# [Task]
Copy each line containing "live" from the listing below.
(Exercise data)
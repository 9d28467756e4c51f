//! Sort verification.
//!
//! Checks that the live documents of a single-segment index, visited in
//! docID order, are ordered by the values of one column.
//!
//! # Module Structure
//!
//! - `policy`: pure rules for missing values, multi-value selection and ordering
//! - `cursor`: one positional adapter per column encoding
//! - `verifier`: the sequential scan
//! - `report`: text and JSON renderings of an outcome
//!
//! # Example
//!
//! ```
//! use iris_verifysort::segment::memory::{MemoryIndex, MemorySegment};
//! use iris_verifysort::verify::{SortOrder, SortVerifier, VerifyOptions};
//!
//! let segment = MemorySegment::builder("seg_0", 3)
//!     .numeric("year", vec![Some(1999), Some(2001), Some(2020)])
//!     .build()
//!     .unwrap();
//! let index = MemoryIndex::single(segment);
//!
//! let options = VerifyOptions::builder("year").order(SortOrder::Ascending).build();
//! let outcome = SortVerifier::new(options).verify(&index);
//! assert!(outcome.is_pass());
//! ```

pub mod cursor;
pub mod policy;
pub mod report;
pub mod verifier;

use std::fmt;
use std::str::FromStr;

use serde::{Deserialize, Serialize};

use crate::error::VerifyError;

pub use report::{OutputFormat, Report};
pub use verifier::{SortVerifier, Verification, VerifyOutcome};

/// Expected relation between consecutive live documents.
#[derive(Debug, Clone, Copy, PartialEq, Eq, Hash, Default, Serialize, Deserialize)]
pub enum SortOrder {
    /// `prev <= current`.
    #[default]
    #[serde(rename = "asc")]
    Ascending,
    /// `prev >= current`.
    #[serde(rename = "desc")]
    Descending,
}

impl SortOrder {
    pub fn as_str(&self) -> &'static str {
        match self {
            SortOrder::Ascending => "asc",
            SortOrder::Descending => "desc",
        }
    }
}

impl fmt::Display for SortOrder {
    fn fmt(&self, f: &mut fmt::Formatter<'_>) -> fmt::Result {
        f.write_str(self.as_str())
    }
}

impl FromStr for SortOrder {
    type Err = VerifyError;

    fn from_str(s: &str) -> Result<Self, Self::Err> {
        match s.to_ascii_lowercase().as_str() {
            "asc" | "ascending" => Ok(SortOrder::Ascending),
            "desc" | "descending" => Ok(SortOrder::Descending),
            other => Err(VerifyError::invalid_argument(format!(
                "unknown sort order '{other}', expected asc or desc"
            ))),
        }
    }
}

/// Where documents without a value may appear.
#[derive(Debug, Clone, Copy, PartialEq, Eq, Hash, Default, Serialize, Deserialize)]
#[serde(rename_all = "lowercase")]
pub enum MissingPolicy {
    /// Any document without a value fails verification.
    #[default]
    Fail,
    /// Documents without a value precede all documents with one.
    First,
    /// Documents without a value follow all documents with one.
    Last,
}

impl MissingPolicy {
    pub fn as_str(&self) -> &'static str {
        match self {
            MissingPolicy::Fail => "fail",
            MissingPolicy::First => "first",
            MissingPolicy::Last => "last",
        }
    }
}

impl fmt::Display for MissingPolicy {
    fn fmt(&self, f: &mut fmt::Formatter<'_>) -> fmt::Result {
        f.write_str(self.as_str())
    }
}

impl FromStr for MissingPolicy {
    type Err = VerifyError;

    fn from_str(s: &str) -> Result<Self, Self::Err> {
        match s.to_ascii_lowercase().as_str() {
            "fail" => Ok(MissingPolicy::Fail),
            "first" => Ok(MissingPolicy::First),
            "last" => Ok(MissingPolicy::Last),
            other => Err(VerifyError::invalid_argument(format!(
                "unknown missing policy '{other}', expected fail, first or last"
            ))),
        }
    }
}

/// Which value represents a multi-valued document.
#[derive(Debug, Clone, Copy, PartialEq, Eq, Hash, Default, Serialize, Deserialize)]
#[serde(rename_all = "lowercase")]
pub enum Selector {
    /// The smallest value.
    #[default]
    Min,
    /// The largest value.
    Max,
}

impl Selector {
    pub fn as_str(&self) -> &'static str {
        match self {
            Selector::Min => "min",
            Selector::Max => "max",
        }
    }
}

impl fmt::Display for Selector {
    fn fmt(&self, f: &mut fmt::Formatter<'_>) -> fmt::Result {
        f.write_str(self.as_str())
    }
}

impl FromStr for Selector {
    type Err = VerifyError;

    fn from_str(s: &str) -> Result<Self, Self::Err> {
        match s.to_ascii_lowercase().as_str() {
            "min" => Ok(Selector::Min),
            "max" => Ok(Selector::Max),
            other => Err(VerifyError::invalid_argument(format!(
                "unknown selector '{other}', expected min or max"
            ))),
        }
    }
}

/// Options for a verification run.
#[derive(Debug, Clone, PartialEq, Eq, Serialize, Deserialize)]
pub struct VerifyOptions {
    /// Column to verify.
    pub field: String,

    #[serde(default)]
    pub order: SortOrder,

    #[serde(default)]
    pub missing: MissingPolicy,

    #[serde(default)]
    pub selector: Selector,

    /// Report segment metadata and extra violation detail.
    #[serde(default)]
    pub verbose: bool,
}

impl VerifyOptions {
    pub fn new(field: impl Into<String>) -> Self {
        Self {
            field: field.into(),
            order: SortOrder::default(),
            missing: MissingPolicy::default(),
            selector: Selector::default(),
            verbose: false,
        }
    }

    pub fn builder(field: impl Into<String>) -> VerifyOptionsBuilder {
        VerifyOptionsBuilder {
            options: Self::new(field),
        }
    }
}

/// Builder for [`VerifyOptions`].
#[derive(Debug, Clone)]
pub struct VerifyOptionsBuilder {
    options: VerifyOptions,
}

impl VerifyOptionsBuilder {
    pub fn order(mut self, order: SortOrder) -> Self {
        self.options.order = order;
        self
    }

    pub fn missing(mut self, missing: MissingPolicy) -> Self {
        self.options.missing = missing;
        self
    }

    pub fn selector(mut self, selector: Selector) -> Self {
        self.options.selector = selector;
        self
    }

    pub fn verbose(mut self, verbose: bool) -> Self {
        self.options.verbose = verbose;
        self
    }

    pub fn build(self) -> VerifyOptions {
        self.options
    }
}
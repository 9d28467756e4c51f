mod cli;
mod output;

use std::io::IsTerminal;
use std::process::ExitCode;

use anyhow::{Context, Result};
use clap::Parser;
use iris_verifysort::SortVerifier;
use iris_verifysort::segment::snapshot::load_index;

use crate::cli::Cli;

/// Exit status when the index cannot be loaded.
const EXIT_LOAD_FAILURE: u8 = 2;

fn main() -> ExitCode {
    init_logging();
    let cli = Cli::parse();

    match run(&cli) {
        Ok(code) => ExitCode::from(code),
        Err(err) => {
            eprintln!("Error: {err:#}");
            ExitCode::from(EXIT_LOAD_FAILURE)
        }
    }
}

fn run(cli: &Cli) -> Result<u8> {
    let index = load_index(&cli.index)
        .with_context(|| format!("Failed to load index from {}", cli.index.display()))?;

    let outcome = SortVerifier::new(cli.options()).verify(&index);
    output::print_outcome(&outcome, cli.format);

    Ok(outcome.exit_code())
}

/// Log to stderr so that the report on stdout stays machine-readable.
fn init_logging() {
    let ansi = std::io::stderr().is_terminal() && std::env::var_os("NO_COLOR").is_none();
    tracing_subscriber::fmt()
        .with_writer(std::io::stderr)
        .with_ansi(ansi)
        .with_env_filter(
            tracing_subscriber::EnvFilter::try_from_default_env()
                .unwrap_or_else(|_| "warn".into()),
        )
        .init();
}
(End Exercise data)
# [Exercise result]
//! Checks that the live documents of a single-segment index, visited in
/// Expected relation between consecutive live documents.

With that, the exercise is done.